→ WHAT TO DO
Say how many of the lines below contain the word "Option"; nothing else belongs in the answer.

Dataset entries
********************

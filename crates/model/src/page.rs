//! Project pages
//!
//! A page is an ordered sequence of placed components. Insertion order
//! is meaningful: it is the render and export order. All mutation goes
//! through the three pure sequence operations (`insert_at`, `move_to`,
//! `remove`) so the ordering rules live in one place and the UI layer
//! only binds pointer events to them.

use crate::component::PlacedComponent;
use pagecraft_core::{BuilderError, BuilderResult, Identifiable, Named, Validatable};
use serde::{Deserialize, Serialize};
use std::collections::HashSet;
use uuid::Uuid;

// ============================================================================
// Page
// ============================================================================

/// One page of a builder project
#[derive(Debug, Clone, PartialEq, Serialize, Deserialize)]
#[serde(rename_all = "camelCase")]
pub struct Page {
    /// Unique identifier
    pub id: Uuid,

    /// Display name
    pub name: String,

    /// Placed components in render order
    #[serde(default)]
    pub components: Vec<PlacedComponent>,
}

impl Page {
    /// Create an empty page with the given name
    pub fn new(name: impl Into<String>) -> Self {
        Self {
            id: Uuid::new_v4(),
            name: name.into(),
            components: Vec::new(),
        }
    }

    // ========================================================================
    // Sequence operations
    // ========================================================================

    /// Insert a component at the given index
    ///
    /// Indexes past the end append; the rest of the sequence shifts
    /// right, so positions stay gapless and duplicate-free.
    pub fn insert_at(&mut self, index: usize, component: PlacedComponent) {
        let index = index.min(self.components.len());
        self.components.insert(index, component);
    }

    /// Append a component at the end
    pub fn push(&mut self, component: PlacedComponent) {
        self.components.push(component);
    }

    /// Move an instance to a new index
    ///
    /// The component is spliced out and reinserted, preserving a strict
    /// total order. Returns false (and leaves the page untouched) if the
    /// instance id is unknown; a target index past the end moves to the
    /// end.
    pub fn move_to(&mut self, instance_id: Uuid, to_index: usize) -> bool {
        let Some(from_index) = self.position_of(instance_id) else {
            return false;
        };
        let component = self.components.remove(from_index);
        let to_index = to_index.min(self.components.len());
        self.components.insert(to_index, component);
        true
    }

    /// Remove an instance by id
    ///
    /// Unknown ids are a no-op and yield `None`.
    pub fn remove(&mut self, instance_id: Uuid) -> Option<PlacedComponent> {
        let index = self.position_of(instance_id)?;
        Some(self.components.remove(index))
    }

    // ========================================================================
    // Query methods
    // ========================================================================

    /// Find the index of an instance
    pub fn position_of(&self, instance_id: Uuid) -> Option<usize> {
        self.components
            .iter()
            .position(|c| c.instance_id == instance_id)
    }

    /// Get an instance by id
    pub fn component(&self, instance_id: Uuid) -> Option<&PlacedComponent> {
        self.components
            .iter()
            .find(|c| c.instance_id == instance_id)
    }

    /// Get a mutable instance by id
    pub fn component_mut(&mut self, instance_id: Uuid) -> Option<&mut PlacedComponent> {
        self.components
            .iter_mut()
            .find(|c| c.instance_id == instance_id)
    }

    /// Number of placed components
    pub fn len(&self) -> usize {
        self.components.len()
    }

    /// Check if the page has no components
    pub fn is_empty(&self) -> bool {
        self.components.is_empty()
    }

    /// Component ids referenced by this page, in order
    pub fn component_ids(&self) -> impl Iterator<Item = &str> {
        self.components.iter().map(|c| c.component_id.as_str())
    }
}

impl Identifiable for Page {
    fn id(&self) -> Uuid {
        self.id
    }
}

impl Named for Page {
    fn name(&self) -> &str {
        &self.name
    }

    fn set_name(&mut self, name: String) {
        self.name = name;
    }
}

impl Validatable for Page {
    fn validate(&self) -> BuilderResult<()> {
        if self.name.trim().is_empty() {
            return Err(BuilderError::validation("Page name cannot be empty"));
        }

        let mut seen = HashSet::new();
        for component in &self.components {
            if !seen.insert(component.instance_id) {
                return Err(BuilderError::validation(format!(
                    "Duplicate instance id {} on page '{}'",
                    component.instance_id, self.name,
                )));
            }
        }

        Ok(())
    }
}

// ============================================================================
// Tests
// ============================================================================

#[cfg(test)]
mod tests {
    use super::*;

    fn page_with(ids: &[&str]) -> Page {
        let mut page = Page::new("Test");
        for id in ids {
            page.push(PlacedComponent::new(*id));
        }
        page
    }

    #[test]
    fn test_insert_at_orders_components() {
        let mut page = Page::new("Home");
        page.insert_at(0, PlacedComponent::new("a"));
        page.insert_at(0, PlacedComponent::new("b"));
        page.insert_at(1, PlacedComponent::new("c"));

        let order: Vec<&str> = page.component_ids().collect();
        assert_eq!(order, vec!["b", "c", "a"]);
    }

    #[test]
    fn test_insert_past_end_appends() {
        let mut page = page_with(&["a"]);
        page.insert_at(99, PlacedComponent::new("b"));
        let order: Vec<&str> = page.component_ids().collect();
        assert_eq!(order, vec!["a", "b"]);
    }

    #[test]
    fn test_move_to_splices() {
        let mut page = page_with(&["a", "b", "c"]);
        let c_id = page.components[2].instance_id;

        assert!(page.move_to(c_id, 0));
        let order: Vec<&str> = page.component_ids().collect();
        assert_eq!(order, vec!["c", "a", "b"]);
        assert_eq!(page.position_of(c_id), Some(0));
    }

    #[test]
    fn test_move_past_end_clamps() {
        let mut page = page_with(&["a", "b", "c"]);
        let a_id = page.components[0].instance_id;

        assert!(page.move_to(a_id, 99));
        let order: Vec<&str> = page.component_ids().collect();
        assert_eq!(order, vec!["b", "c", "a"]);
    }

    #[test]
    fn test_move_unknown_id_is_noop() {
        let mut page = page_with(&["a", "b"]);
        let before = page.clone();

        assert!(!page.move_to(Uuid::new_v4(), 0));
        assert_eq!(page, before);
    }

    #[test]
    fn test_remove() {
        let mut page = page_with(&["a", "b"]);
        let a_id = page.components[0].instance_id;

        let removed = page.remove(a_id).unwrap();
        assert_eq!(removed.component_id, "a");
        assert_eq!(page.len(), 1);

        // Unknown id is a no-op, not an error
        assert!(page.remove(Uuid::new_v4()).is_none());
        assert_eq!(page.len(), 1);
    }

    #[test]
    fn test_validation() {
        let page = page_with(&["a"]);
        assert!(page.is_valid());

        let unnamed = Page::new("  ");
        assert!(!unnamed.is_valid());

        let mut duplicated = page_with(&["a"]);
        let clone = duplicated.components[0].clone();
        duplicated.push(clone);
        assert!(!duplicated.is_valid());
    }
}
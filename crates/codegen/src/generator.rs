//! # Code Generator Orchestrator
//!
//! The `Generator` is the top-level entry point for whole-project
//! export. It takes a [`Project`] and a [`Registry`], builds a
//! [`GenerationContext`], renders every page, and assembles a
//! [`GeneratedProject`] with one file per page plus collected warnings.
//!
//! The first page becomes the home route (`app/page.jsx`); later pages
//! land under their slug (`app/<slug>/page.jsx`).

use pagecraft_model::{Project, validate_project};
use pagecraft_registry::Registry;

use crate::context::GenerationContext;
use crate::page::render_page;
use crate::{GeneratedFile, GeneratedProject, GeneratorConfig};

// ============================================================================
// Generator
// ============================================================================

/// Top-level code generator for whole-project export
///
/// Stateless aside from its configuration. Generation itself never
/// fails: problems surface as warnings on the output so a partially
/// broken project still exports what it can.
#[derive(Debug, Clone, Default)]
pub struct Generator {
    config: GeneratorConfig,
}

impl Generator {
    /// Create a new generator with the given configuration
    pub fn new(config: GeneratorConfig) -> Self {
        Self { config }
    }

    /// Create a generator with default configuration
    pub fn with_defaults() -> Self {
        Self::new(GeneratorConfig::default())
    }

    /// Get the current configuration
    pub fn config(&self) -> &GeneratorConfig {
        &self.config
    }

    /// Render every page of a project
    ///
    /// # Steps
    ///
    /// 1. Validate the project against the registry; issues become
    ///    warnings on the output rather than hard failures.
    /// 2. Render each page in order, first page as the home route.
    /// 3. Collect per-page warnings (unknown components).
    pub fn generate(&self, registry: &Registry, project: &Project) -> GeneratedProject {
        let ctx = GenerationContext::new(registry, self.config.clone());
        let mut output = GeneratedProject::new(&project.name);

        let report = validate_project(project, Some(registry));
        for issue in &report.issues {
            output.add_warning(issue.to_string());
        }

        let mut used_slugs = Vec::new();
        for (index, page) in project.pages.iter().enumerate() {
            let mut warnings = Vec::new();
            let source = render_page(&ctx, page, &mut warnings);
            let path = ctx.page_file_path(index, page, &mut used_slugs);

            output.add_file(GeneratedFile::new(path, source));
            for warning in warnings {
                output.add_warning(warning);
            }
        }

        tracing::info!(
            project = %project.name,
            files = output.file_count(),
            warnings = output.warnings.len(),
            "code generation complete",
        );

        output
    }

    /// Generate and write all files to the configured output directory
    pub fn generate_and_write(
        &self,
        registry: &Registry,
        project: &Project,
    ) -> pagecraft_core::BuilderResult<GeneratedProject> {
        let output = self.generate(registry, project);
        output.write_to_disk(&self.config.output_dir)?;
        tracing::info!(
            output_dir = %self.config.output_dir.display(),
            files = output.file_count(),
            "files written to disk",
        );
        Ok(output)
    }
}

// ============================================================================
// Standalone convenience function
// ============================================================================

/// Generate a project's files using default configuration
///
/// This is a shorthand for `Generator::with_defaults().generate(...)`.
pub fn generate(registry: &Registry, project: &Project) -> GeneratedProject {
    Generator::with_defaults().generate(registry, project)
}

// ============================================================================
// Tests
// ============================================================================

********************

→ SOLUTION TO THIS EXERCISE
4